■ **What is expected**:
Each line in the records below, from the one that contains "use x509_parser::certificate::X509Certificate;" to the one that contains "key does not", should be reproduced exactly, the first and last included.

Collected data:
☆ ☆ ☆ ☆ ☆
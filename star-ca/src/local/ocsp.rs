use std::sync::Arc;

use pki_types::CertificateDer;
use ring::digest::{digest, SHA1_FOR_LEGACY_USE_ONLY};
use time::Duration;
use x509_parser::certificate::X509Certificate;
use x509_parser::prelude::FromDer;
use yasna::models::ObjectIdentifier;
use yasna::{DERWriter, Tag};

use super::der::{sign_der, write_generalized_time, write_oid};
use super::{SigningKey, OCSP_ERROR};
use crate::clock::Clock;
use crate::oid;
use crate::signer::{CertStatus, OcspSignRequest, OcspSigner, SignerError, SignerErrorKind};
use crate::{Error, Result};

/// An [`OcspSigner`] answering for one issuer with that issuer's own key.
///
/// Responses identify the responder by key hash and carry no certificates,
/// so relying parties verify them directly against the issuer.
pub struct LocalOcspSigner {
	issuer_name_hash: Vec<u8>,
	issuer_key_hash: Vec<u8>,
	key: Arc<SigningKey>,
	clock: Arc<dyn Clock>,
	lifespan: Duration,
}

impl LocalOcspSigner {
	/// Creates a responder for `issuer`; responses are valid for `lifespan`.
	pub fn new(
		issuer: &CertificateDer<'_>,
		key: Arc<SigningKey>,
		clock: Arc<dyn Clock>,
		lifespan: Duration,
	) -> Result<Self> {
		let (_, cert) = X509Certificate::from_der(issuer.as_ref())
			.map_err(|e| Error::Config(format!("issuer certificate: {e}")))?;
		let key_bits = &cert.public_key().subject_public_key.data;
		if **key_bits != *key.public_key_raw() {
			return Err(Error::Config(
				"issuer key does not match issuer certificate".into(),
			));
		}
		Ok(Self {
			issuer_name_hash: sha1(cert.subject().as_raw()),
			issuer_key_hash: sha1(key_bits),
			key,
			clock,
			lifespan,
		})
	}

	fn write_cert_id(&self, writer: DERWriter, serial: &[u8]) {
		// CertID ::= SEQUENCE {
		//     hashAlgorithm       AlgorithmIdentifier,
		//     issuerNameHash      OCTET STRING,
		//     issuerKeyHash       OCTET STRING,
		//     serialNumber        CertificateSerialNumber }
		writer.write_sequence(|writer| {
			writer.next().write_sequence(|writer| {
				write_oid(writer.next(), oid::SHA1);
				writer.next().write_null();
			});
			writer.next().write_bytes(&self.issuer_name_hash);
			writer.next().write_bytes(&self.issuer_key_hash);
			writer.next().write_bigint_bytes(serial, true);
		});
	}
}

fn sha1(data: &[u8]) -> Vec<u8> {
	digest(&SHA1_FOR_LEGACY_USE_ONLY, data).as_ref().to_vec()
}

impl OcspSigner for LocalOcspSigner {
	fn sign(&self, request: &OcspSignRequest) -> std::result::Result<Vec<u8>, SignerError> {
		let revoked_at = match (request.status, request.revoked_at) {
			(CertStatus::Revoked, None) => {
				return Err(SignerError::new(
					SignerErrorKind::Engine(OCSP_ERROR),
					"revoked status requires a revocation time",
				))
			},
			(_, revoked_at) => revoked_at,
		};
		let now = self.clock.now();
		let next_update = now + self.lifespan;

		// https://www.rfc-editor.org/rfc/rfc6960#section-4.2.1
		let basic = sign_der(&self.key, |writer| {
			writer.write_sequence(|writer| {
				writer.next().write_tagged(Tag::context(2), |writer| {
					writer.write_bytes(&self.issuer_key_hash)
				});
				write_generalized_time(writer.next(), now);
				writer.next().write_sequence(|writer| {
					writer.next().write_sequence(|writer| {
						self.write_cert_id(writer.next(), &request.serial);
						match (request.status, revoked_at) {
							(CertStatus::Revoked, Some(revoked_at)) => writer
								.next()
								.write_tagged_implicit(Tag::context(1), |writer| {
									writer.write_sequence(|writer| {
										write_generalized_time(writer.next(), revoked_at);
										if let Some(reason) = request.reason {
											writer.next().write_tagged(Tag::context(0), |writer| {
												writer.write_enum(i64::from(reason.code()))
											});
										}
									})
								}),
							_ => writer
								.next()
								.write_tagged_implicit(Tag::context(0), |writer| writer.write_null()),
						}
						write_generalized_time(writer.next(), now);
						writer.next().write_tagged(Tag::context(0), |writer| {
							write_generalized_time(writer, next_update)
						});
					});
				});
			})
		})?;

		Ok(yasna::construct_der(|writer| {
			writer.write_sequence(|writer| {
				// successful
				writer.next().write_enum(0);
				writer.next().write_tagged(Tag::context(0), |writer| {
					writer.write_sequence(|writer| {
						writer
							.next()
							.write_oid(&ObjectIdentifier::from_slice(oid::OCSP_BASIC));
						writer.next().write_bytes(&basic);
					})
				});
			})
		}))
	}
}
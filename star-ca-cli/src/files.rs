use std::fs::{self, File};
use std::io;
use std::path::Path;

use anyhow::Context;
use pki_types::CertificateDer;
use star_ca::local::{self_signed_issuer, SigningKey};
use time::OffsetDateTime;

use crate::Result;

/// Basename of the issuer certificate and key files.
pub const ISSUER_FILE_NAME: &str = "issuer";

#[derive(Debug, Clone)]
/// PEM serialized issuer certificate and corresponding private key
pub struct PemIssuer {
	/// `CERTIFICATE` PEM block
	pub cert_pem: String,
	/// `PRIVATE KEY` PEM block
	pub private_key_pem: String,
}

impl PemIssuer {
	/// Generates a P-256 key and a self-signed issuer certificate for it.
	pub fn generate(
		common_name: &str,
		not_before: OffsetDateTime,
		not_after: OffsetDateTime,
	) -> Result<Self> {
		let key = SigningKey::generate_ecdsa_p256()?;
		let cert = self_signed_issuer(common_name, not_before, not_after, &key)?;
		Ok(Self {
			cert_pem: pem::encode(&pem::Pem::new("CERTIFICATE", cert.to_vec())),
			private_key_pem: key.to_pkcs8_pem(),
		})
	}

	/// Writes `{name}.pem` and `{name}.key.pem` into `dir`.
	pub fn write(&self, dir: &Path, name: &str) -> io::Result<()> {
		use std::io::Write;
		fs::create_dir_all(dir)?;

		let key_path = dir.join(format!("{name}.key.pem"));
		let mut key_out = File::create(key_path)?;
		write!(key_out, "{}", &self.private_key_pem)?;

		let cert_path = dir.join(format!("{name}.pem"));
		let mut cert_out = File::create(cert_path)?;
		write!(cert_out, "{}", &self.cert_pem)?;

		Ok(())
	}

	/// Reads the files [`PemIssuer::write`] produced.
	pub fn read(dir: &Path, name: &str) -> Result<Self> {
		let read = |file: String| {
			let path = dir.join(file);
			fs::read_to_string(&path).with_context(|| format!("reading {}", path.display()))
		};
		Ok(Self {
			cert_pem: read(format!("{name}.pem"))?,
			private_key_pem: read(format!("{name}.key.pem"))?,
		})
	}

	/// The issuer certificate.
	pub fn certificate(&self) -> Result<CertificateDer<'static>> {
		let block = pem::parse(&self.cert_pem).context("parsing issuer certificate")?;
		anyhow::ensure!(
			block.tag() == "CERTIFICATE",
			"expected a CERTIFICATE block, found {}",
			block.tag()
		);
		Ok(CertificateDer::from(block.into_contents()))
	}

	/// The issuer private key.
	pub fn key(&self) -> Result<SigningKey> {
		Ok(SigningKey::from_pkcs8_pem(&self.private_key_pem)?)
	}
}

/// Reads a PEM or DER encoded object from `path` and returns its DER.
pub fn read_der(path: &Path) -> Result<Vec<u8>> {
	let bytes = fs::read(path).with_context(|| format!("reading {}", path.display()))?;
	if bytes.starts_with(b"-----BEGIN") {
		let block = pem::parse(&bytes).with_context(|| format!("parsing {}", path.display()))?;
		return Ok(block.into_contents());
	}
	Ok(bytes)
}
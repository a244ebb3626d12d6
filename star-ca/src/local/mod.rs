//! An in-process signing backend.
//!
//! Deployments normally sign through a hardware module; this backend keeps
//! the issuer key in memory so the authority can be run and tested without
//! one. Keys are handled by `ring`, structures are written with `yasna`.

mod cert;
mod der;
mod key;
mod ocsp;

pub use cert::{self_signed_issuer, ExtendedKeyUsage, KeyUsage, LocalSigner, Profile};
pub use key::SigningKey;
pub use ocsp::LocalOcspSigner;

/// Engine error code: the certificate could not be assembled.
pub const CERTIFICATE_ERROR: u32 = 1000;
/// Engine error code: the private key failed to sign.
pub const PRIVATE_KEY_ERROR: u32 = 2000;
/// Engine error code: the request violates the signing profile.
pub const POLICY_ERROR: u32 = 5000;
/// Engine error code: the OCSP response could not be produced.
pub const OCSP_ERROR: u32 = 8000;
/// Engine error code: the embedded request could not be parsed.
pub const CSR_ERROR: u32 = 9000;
☆ ☆ ☆ ☆ ☆
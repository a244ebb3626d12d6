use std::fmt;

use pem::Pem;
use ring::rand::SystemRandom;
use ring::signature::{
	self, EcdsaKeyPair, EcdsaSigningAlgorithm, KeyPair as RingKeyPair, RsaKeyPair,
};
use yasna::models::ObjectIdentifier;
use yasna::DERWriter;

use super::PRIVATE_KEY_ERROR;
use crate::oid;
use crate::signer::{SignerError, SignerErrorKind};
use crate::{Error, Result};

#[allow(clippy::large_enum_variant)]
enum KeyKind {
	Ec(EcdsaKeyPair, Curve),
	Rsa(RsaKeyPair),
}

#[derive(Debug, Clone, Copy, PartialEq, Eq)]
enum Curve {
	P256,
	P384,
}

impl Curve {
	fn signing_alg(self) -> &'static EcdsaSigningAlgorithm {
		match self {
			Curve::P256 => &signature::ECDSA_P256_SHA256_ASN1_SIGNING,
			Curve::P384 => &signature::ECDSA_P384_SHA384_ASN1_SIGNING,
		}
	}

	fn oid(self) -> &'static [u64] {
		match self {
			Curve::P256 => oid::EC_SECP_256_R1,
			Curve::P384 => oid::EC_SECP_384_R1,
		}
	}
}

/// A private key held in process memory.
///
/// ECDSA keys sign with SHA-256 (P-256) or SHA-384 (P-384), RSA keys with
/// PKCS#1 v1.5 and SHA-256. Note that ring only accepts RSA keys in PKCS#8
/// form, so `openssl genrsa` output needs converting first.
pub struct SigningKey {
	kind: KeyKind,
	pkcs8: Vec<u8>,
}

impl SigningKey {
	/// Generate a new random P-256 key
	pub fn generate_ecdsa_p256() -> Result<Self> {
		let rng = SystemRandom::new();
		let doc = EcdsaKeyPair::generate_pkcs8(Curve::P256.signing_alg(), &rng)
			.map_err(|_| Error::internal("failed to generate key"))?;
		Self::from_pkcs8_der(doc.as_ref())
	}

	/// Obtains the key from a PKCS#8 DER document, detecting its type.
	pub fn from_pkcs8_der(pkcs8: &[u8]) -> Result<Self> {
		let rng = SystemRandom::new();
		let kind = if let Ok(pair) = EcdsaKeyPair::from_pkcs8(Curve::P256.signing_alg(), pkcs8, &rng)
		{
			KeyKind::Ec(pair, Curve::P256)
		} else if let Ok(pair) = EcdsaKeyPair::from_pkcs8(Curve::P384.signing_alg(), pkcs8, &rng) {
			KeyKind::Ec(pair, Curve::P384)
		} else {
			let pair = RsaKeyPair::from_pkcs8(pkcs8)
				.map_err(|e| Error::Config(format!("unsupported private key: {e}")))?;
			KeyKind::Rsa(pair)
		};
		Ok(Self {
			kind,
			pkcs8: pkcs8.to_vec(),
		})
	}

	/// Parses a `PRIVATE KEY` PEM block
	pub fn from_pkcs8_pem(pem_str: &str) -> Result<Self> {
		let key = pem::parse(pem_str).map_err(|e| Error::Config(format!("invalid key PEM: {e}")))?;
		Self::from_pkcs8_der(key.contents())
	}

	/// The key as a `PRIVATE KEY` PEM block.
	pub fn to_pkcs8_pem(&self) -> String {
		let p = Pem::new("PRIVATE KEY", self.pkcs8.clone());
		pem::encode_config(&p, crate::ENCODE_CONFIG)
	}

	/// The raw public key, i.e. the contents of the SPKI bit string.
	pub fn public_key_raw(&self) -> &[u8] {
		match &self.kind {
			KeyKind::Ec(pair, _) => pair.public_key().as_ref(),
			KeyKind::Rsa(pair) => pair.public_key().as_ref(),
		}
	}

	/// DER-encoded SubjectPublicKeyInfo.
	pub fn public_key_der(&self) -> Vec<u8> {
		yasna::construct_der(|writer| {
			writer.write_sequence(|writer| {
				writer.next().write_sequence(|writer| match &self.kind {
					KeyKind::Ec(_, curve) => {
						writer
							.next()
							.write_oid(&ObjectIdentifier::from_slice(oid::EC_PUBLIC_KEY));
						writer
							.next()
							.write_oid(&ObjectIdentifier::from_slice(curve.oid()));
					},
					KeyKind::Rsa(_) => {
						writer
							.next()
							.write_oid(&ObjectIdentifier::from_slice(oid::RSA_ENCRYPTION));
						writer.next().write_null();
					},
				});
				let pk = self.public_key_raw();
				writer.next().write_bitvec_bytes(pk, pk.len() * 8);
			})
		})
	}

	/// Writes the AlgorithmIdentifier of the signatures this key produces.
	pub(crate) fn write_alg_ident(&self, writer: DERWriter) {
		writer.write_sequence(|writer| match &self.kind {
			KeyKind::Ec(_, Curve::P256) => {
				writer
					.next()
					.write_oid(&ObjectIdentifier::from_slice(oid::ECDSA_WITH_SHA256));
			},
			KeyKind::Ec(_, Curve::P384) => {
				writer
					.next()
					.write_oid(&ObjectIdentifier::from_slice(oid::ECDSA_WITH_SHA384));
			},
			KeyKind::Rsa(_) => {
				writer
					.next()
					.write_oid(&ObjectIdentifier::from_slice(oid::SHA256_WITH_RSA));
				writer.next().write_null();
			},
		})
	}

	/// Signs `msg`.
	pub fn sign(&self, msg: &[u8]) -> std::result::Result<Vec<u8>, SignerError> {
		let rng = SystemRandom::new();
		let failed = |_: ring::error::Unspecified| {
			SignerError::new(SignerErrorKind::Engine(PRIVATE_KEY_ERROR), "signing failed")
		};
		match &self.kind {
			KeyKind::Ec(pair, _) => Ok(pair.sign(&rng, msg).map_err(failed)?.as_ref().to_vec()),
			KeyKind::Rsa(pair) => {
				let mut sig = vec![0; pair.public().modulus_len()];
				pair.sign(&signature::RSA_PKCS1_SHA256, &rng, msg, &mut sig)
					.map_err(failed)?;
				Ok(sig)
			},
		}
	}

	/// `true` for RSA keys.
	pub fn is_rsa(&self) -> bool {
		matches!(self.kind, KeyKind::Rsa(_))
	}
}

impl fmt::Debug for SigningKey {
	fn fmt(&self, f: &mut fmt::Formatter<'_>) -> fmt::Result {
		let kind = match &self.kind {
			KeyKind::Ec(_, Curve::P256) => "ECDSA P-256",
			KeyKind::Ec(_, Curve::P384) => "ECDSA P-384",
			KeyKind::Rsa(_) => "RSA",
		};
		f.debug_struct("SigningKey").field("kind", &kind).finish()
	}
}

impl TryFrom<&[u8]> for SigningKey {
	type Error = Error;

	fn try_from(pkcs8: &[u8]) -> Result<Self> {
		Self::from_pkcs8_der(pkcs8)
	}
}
☆ ☆ ☆ ☆ ☆
■ **Output of the exercise**:
use x509_parser::certificate::X509Certificate;
use x509_parser::prelude::FromDer;
use yasna::models::ObjectIdentifier;
use yasna::{DERWriter, Tag};

use super::der::{sign_der, write_generalized_time, write_oid};
use super::{SigningKey, OCSP_ERROR};
use crate::clock::Clock;
use crate::oid;
use crate::signer::{CertStatus, OcspSignRequest, OcspSigner, SignerError, SignerErrorKind};
use crate::{Error, Result};

/// An [`OcspSigner`] answering for one issuer with that issuer's own key.
///
/// Responses identify the responder by key hash and carry no certificates,
/// so relying parties verify them directly against the issuer.
pub struct LocalOcspSigner {
	issuer_name_hash: Vec<u8>,
	issuer_key_hash: Vec<u8>,
	key: Arc<SigningKey>,
	clock: Arc<dyn Clock>,
	lifespan: Duration,
}

impl LocalOcspSigner {
	/// Creates a responder for `issuer`; responses are valid for `lifespan`.
	pub fn new(
		issuer: &CertificateDer<'_>,
		key: Arc<SigningKey>,
		clock: Arc<dyn Clock>,
		lifespan: Duration,
	) -> Result<Self> {
		let (_, cert) = X509Certificate::from_der(issuer.as_ref())
			.map_err(|e| Error::Config(format!("issuer certificate: {e}")))?;
		let key_bits = &cert.public_key().subject_public_key.data;
		if **key_bits != *key.public_key_raw() {
			return Err(Error::Config(
				"issuer key does not match issuer certificate".into(),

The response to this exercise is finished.